まず1つ目は新型コロナウイルス感染拡大以降の移住相談件数が、増加傾向にあることについて。
コロナウイルスの影響で、臨時休業や移住イベント・セミナーの中止を余儀なくされ、見学やセミナー参加者は激減している一方、電話・メール相談は増加。
面談も緊急事態宣言発令中を除くと増加傾向にあるのだとか。
2つ目は移住希望者の属性と志向の変化について。
「無職」と「単身移住」の相談者が増加し、移住後の仕事として就農を希望する傾向が高まっているとのこと。
また「理想の生活」を求め、地方移住を考える人が増えているのではないかと考察されていました。
最後にポストコロナの移住相談について。
コロナ禍でZoomなどオンラインによる相談環境が各地に整備されたことにより、今後、大阪の相談窓口で対面相談をしながら、各市町村とオンラインでつなぐことによる、ハイブリット面談の推進を考えているとのこと。オンラインだけでのやり取りよりもスムーズかつ、安心感をもって相談者も話ができるはず、とお話されました。
移住者の受け入れについて
徳島県移住アドバイザー小林 さんは、自身が長く移住定住サポートに関わってきた経験から、移住コーディネーターとして活動する上で気を付けてほしいことを3つのポイントで紹介。
①自分の担当する地域のことを隅々までよく知ること。
まず必ず必要なこととして、提供できる空き家の状況を把握すること。家の位置だけでなく、ご近所さんやその集落の集まりや地域のお祭りのことなど、すべてを知った上でどういう人がその地域に入ったらいいか、どんな人ならその場所でやっていけるかを考えておくことを提案。可能であれば、住まいだけでなく仕事に関してもハローワークから情報を入手するなど、地域内で働ける仕事、通勤県内の近隣市町の仕事などできる限り情報を集めておくとよいとアドバイス。
②相談の際には、出来る限り詳細にヒアリングする
移住希望者の多くは自分の過去や状況について、すべては話したがらない。そのため回数を重ねて信頼関係を築きながら、小さなことも聞きとることが大切。田舎での生活はどんなことがトラブルにつながるかわからない。移住者はそのことに気付かないので、なるべく先回りして話を聞くことが大切。
③移住者の自立のため、深入りしないようにする
移住の仕事はいろいろな人の人生の転機に立ち会うことができ、やりがいがあり、楽しいと感じることがよくある。ただ、自分も気づかないうちに移住者の世話にのめり込み過ぎて、過度な期待がお互いに生じ、依存する関係になってしまうことも。可能な限り役場担当者や地域の人々など、頼れる相手を分散させることが大切。決して見放すということではなく、移住コーディネーターは本当に困ったときの最後の砦として、頼られる存在になれることが理想。
移住コーディネーターの活動について
三好市の現役移住コーディネーターである元木さんからは、移住コーディネーターとしての実際の活動内容の紹介と、活動を通して得られたこと、そして注意点について。

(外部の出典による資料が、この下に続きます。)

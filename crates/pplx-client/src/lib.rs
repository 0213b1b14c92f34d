//! HTTP transport for the Perplexity chat-completions API.
//!
//! [`PerplexityClient`] implements [`pplx_core::Transport`]: it turns a
//! compiled directive sequence into the API's JSON request body, sends it,
//! and parses either the single JSON answer or the server-sent event stream.
//!
//! # Example
//!
//! ```no_run
//! use std::sync::Arc;
//! use std::time::Duration;
//! use pplx_client::PerplexityClient;
//! use pplx_core::{Dispatcher, ParameterSet, compile};
//!
//! # async fn example() -> Result<(), Box<dyn std::error::Error>> {
//! let client = PerplexityClient::builder()
//!     .api_key("pplx-...")
//!     .timeout(Duration::from_secs(60))
//!     .build()?;
//!
//! let request = compile(&ParameterSet::new("What is new in Rust 2024?"))?;
//! let answer = Dispatcher::new(Arc::new(client)).dispatch(&request, false).await?;
//! println!("{}", answer.content());
//! # Ok(())
//! # }
//! ```

mod client;
mod request;
mod stream;

pub use client::{ClientBuilder, DEFAULT_BASE_URL, DEFAULT_TIMEOUT, PerplexityClient};
pub use request::{ChatCompletionRequest, UserLocation, WebSearchOptions, WireMessage};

三好市移住コーディネーターは三好市役所地方創成推進課に在籍し、移住相談対応や空き家バンクの運営を担当。三好市の各課にまたがる移住支援制度や補助金情報のとりまとめや、『三好市移住ガイドブック』の製作を監修し、お試し住宅を活用した移住体験ツアーの企画・開催なども元木さんが行っています。
三好市の各地の特徴を「ガチ秘境」「プチ秘境」「まちなか」「田園地帯」というキャッチーな分類で説明され、移住者にも分かりやすく、イメージが掴みやすいと好評とのこと。

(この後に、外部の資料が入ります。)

//! Rendering a final result for one of the output sinks.

use serde_json::{Map, Value, json};
use std::fmt::{self, Write as _};

use crate::types::{CompletionResponse, Sources};

/// Where a formatted result is headed.
#[derive(Debug, Clone, Copy, PartialEq, Eq)]
pub enum Sink {
    /// Human-readable text. `include_content` is false when the answer was
    /// already rendered incrementally.
    Text { include_content: bool },
    /// A structured JSON object.
    Json,
    /// An MCP tool-call result envelope.
    ToolResult,
}

/// A formatted result.
#[derive(Debug, Clone, PartialEq)]
pub enum Formatted {
    Text(String),
    Json(Value),
    ToolResult(Value),
}

impl fmt::Display for Formatted {
    fn fmt(&self, f: &mut fmt::Formatter<'_>) -> fmt::Result {
        match self {
            Formatted::Text(text) => f.write_str(text),
            Formatted::Json(value) | Formatted::ToolResult(value) => {
                let pretty = serde_json::to_string_pretty(value).map_err(|_| fmt::Error)?;
                f.write_str(&pretty)
            }
        }
    }
}

/// Format `response` for `sink`.
///
/// Content, model and usage are always present. Sources, images and related
/// questions appear only when the response carries a non-empty list.
pub fn format(response: &CompletionResponse, sink: Sink) -> Formatted {
    match sink {
        Sink::Text { include_content } => Formatted::Text(render_text(response, include_content)),
        Sink::Json => Formatted::Json(render_json(response)),
        Sink::ToolResult => Formatted::ToolResult(json!({
            "content": [{ "type": "text", "text": render_text(response, true) }],
            "isError": false,
        })),
    }
}

fn render_text(response: &CompletionResponse, include_content: bool) -> String {
    let mut out = String::new();

    if include_content {
        out.push_str(response.content().trim_end());
        out.push('\n');
    }

    match response.sources() {
        Sources::SearchResults(results) if !results.is_empty() => {
            out.push_str("\nSources:\n");
            for (i, r) in results.iter().enumerate() {
                let title = if r.title.is_empty() { &r.url } else { &r.title };
                let _ = write!(out, "  [{}] {}\n      {}", i + 1, title, r.url);
                match (&r.date, &r.last_updated) {
                    (Some(date), Some(updated)) => {
                        let _ = write!(out, " (published {}, updated {})", date, updated);
                    }
                    (Some(date), None) => {
                        let _ = write!(out, " (published {})", date);
                    }
                    (None, Some(updated)) => {
                        let _ = write!(out, " (updated {})", updated);
                    }
                    (None, None) => {}
                }
                out.push('\n');
            }
        }
        Sources::Citations(urls) if !urls.is_empty() => {
            out.push_str("\nCitations:\n");
            for (i, url) in urls.iter().enumerate() {
                let _ = writeln!(out, "  [{}] {}", i + 1, url);
            }
        }
        _ => {}
    }

    let images = response.images();
    if !images.is_empty() {
        out.push_str("\nImages:\n");
        for (i, img) in images.iter().enumerate() {
            let _ = write!(out, "  [{}] {}", i + 1, img.image_url);
            if img.width > 0 && img.height > 0 {
                let _ = write!(out, " ({}x{})", img.width, img.height);
            }
            if !img.origin_url.is_empty() {
                let _ = write!(out, "\n      from {}", img.origin_url);
            }
            out.push('\n');
        }
    }

    let related = response.related_questions();
    if !related.is_empty() {
        out.push_str("\nRelated questions:\n");
        for q in related {
            let _ = writeln!(out, "  - {}", q);
        }
    }

    let usage = &response.usage;
    let _ = writeln!(
        out,
        "\nModel: {} | Tokens: {} prompt, {} completion, {} total",
        response.model, usage.prompt_tokens, usage.completion_tokens, usage.total_tokens
    );

    out
}

fn render_json(response: &CompletionResponse) -> Value {
    let mut obj = Map::new();
    obj.insert("content".into(), json!(response.content()));
    obj.insert("model".into(), json!(response.model));
    obj.insert("usage".into(), json!(response.usage));

    match response.sources() {
        Sources::SearchResults(results) if !results.is_empty() => {
            obj.insert("search_results".into(), json!(results));
        }
        Sources::Citations(urls) if !urls.is_empty() => {
            obj.insert("citations".into(), json!(urls));
        }
        _ => {}
    }

    if !response.images().is_empty() {
        obj.insert("images".into(), json!(response.images()));
    }
    if !response.related_questions().is_empty() {
        obj.insert("related_questions".into(), json!(response.related_questions()));
    }

    Value::Object(obj)
}

#[cfg(test)]
mod tests {
    use super::*;
    use crate::types::{ImageResult, SearchResult, Usage};

    fn response() -> CompletionResponse {
        CompletionResponse::new("sonar", "Rust 1.85 stabilised async closures.", Usage::new(12, 30))
    }

    #[test]
    fn test_text_minimal() {
        let Formatted::Text(text) = format(&response(), Sink::Text { include_content: true }) else {
            panic!("expected text");
        };
        assert!(text.starts_with("Rust 1.85 stabilised async closures.\n"));
        assert!(text.contains("Model: sonar | Tokens: 12 prompt, 30 completion, 42 total"));
        assert!(!text.contains("Sources:"));
        assert!(!text.contains("Citations:"));
        assert!(!text.contains("Images:"));
        assert!(!text.contains("Related questions:"));
    }

    #[test]
    fn test_text_without_content() {
        let text = format(&response(), Sink::Text { include_content: false }).to_string();
        assert!(!text.contains("async closures"));
        assert!(text.contains("Model: sonar"));
    }

    #[test]
    fn test_search_results_preferred_over_citations() {
        let mut resp = response();
        resp.citations = Some(vec!["https://old.example".to_string()]);
        resp.search_results = Some(vec![SearchResult {
            title: "Release notes".to_string(),
            url: "https://blog.rust-lang.org".to_string(),
            date: Some("2025-02-20".to_string()),
            last_updated: None,
        }]);

        let text = format(&resp, Sink::Text { include_content: true }).to_string();
        assert!(text.contains("[1] Release notes"));
        assert!(text.contains("(published 2025-02-20)"));
        assert!(!text.contains("old.example"));

        let Formatted::Json(value) = format(&resp, Sink::Json) else {
            panic!("expected json");
        };
        assert!(value.get("search_results").is_some());
        assert!(value.get("citations").is_none());
    }

    #[test]
    fn test_citations_fallback_when_search_results_absent() {
        let mut resp = response();
        resp.citations = Some(vec!["https://a.example".to_string()]);
        let text = format(&resp, Sink::Text { include_content: true }).to_string();
        assert!(text.contains("Citations:\n  [1] https://a.example"));

        let Formatted::Json(value) = format(&resp, Sink::Json) else {
            panic!("expected json");
        };
        assert_eq!(value["citations"][0], "https://a.example");
    }

    #[test]
    fn test_empty_search_results_do_not_fall_back() {
        let mut resp = response();
        resp.search_results = Some(vec![]);
        resp.citations = Some(vec!["https://a.example".to_string()]);
        let text = format(&resp, Sink::Text { include_content: true }).to_string();
        assert!(!text.contains("a.example"));
    }

    #[test]
    fn test_images_and_related_questions() {
        let mut resp = response();
        resp.images = Some(vec![ImageResult {
            image_url: "https://img.example/crab.png".to_string(),
            origin_url: "https://rustacean.net".to_string(),
            width: 800,
            height: 600,
        }]);
        resp.related_questions = Some(vec!["What is Rust 2024?".to_string()]);

        let text = format(&resp, Sink::Text { include_content: true }).to_string();
        assert!(text.contains("https://img.example/crab.png (800x600)"));
        assert!(text.contains("from https://rustacean.net"));
        assert!(text.contains("  - What is Rust 2024?"));

        let Formatted::Json(value) = format(&resp, Sink::Json) else {
            panic!("expected json");
        };
        assert_eq!(value["images"][0]["width"], 800);
        assert_eq!(value["related_questions"][0], "What is Rust 2024?");
    }

    #[test]
    fn test_json_always_has_core_fields() {
        let Formatted::Json(value) = format(&response(), Sink::Json) else {
            panic!("expected json");
        };
        assert_eq!(value["content"], "Rust 1.85 stabilised async closures.");
        assert_eq!(value["model"], "sonar");
        assert_eq!(value["usage"]["total_tokens"], 42);
        assert!(value.get("images").is_none());
        assert!(value.get("related_questions").is_none());
    }

    #[test]
    fn test_tool_result_envelope() {
        let Formatted::ToolResult(value) = format(&response(), Sink::ToolResult) else {
            panic!("expected tool result");
        };
        assert_eq!(value["isError"], false);
        assert_eq!(value["content"][0]["type"], "text");
        assert!(
            value["content"][0]["text"]
                .as_str()
                .unwrap()
                .contains("async closures")
        );
    }
}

様々な地域活動を行う中で、地域との繋がり、信頼関係を築くことができたと話し、「移住コーディネーターで一番大切なことは地域に出ること。移住コーディネーターの仕事は一人ではできない、地域の方の協力が不可欠」とメッセージを送りました。
地域と移住者の関わり方についても「まず前提として、地域の主体は『地域住民』。多様な価値観を持つ移住者に地域の変化を期待することはできても、移住者だけに頼ってはいけない。生き生きとした地域があってはじめて、移住者が新しい風を吹かせ、地域がより良い方向へ向かうことができると信じている」とお話されました。
短い時間でしたが、3人の講師の方達から、非常に中身の濃いお話を伺うことができました。
新らしく移住コーディネーターとして認定された人達も、3人の講師のように、移住者のサポートに尽力してくれることと思います!